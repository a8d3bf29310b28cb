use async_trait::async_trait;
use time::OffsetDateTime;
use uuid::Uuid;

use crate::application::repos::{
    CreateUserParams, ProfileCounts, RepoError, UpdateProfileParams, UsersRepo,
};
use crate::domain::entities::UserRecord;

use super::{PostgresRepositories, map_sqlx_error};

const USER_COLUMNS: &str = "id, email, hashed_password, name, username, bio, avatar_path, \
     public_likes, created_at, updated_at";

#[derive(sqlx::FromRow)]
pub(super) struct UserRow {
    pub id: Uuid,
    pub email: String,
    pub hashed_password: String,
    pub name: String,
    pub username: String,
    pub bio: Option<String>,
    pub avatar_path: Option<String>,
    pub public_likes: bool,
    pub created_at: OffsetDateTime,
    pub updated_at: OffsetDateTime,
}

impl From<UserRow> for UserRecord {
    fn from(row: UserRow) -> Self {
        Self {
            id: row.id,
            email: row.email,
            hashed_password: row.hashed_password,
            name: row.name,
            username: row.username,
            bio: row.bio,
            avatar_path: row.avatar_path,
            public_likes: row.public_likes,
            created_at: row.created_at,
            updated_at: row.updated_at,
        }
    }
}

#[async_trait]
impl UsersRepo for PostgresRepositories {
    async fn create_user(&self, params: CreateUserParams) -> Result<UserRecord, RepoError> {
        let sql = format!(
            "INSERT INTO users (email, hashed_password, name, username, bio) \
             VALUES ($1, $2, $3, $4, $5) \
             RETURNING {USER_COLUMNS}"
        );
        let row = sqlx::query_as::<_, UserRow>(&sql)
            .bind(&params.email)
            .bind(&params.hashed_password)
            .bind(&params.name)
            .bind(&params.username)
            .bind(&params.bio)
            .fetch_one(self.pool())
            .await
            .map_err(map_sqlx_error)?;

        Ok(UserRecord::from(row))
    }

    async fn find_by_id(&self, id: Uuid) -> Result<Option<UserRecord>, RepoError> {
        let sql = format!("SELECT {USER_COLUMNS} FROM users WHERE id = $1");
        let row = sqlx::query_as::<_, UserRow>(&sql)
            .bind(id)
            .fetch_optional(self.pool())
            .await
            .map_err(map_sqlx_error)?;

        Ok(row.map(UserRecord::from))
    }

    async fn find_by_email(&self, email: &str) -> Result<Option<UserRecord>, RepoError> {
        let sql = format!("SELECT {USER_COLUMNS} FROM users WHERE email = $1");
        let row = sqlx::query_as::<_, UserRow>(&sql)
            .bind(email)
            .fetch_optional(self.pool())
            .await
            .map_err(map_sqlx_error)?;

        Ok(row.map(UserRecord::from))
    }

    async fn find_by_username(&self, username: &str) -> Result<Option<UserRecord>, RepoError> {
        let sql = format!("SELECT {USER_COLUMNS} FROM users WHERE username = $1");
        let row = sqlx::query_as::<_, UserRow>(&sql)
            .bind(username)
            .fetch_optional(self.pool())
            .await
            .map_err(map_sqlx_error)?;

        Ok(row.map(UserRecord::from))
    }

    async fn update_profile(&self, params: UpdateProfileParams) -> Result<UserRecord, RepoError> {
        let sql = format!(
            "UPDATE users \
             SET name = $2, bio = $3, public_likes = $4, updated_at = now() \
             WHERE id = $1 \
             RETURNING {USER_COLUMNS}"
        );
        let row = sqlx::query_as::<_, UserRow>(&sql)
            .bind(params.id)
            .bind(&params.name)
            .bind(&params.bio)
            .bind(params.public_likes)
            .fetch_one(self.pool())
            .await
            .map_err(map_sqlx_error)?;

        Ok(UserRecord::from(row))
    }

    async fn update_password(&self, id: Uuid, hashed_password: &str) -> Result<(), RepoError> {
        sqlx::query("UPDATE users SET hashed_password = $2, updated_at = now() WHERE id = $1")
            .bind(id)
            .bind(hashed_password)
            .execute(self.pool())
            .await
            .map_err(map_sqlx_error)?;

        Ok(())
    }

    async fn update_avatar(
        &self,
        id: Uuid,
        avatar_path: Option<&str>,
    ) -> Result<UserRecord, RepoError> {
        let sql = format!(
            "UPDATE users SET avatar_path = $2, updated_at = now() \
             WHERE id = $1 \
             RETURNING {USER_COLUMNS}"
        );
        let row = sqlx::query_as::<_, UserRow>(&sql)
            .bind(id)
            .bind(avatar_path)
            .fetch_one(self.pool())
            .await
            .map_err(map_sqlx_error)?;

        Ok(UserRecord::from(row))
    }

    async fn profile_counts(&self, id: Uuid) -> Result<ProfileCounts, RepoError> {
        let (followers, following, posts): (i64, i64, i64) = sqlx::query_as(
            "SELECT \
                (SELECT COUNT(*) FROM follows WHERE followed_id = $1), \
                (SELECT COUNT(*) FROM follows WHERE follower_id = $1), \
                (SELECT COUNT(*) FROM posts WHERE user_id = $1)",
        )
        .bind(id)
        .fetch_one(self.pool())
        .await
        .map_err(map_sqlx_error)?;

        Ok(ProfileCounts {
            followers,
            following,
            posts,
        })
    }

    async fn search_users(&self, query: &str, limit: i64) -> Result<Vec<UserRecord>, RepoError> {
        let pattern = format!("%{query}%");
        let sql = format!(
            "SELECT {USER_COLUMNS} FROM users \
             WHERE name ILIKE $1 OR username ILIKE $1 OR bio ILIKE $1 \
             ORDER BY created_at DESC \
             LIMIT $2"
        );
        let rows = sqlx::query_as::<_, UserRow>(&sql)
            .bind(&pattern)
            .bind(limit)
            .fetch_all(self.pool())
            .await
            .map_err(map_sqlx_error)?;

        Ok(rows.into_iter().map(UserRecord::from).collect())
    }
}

#####

What you are asked to do: Give only the lines from the one holding "#[async_trait]" through the one holding "async fn find_by_username(&self, username: &str)", each restated exactly as it appears above.

Reply:
#[async_trait]
impl UsersRepo for PostgresRepositories {
    async fn create_user(&self, params: CreateUserParams) -> Result<UserRecord, RepoError> {
        let sql = format!(
            "INSERT INTO users (email, hashed_password, name, username, bio) \
             VALUES ($1, $2, $3, $4, $5) \
             RETURNING {USER_COLUMNS}"
        );
        let row = sqlx::query_as::<_, UserRow>(&sql)
            .bind(&params.email)
            .bind(&params.hashed_password)
            .bind(&params.name)
            .bind(&params.username)
            .bind(&params.bio)
            .fetch_one(self.pool())
            .await
            .map_err(map_sqlx_error)?;

        Ok(UserRecord::from(row))
    }

    async fn find_by_id(&self, id: Uuid) -> Result<Option<UserRecord>, RepoError> {
        let sql = format!("SELECT {USER_COLUMNS} FROM users WHERE id = $1");
        let row = sqlx::query_as::<_, UserRow>(&sql)
            .bind(id)
            .fetch_optional(self.pool())
            .await
            .map_err(map_sqlx_error)?;

        Ok(row.map(UserRecord::from))
    }

    async fn find_by_email(&self, email: &str) -> Result<Option<UserRecord>, RepoError> {
        let sql = format!("SELECT {USER_COLUMNS} FROM users WHERE email = $1");
        let row = sqlx::query_as::<_, UserRow>(&sql)
            .bind(email)
            .fetch_optional(self.pool())
            .await
            .map_err(map_sqlx_error)?;

        Ok(row.map(UserRecord::from))
    }

    async fn find_by_username(&self, username: &str) -> Result<Option<UserRecord>, RepoError> {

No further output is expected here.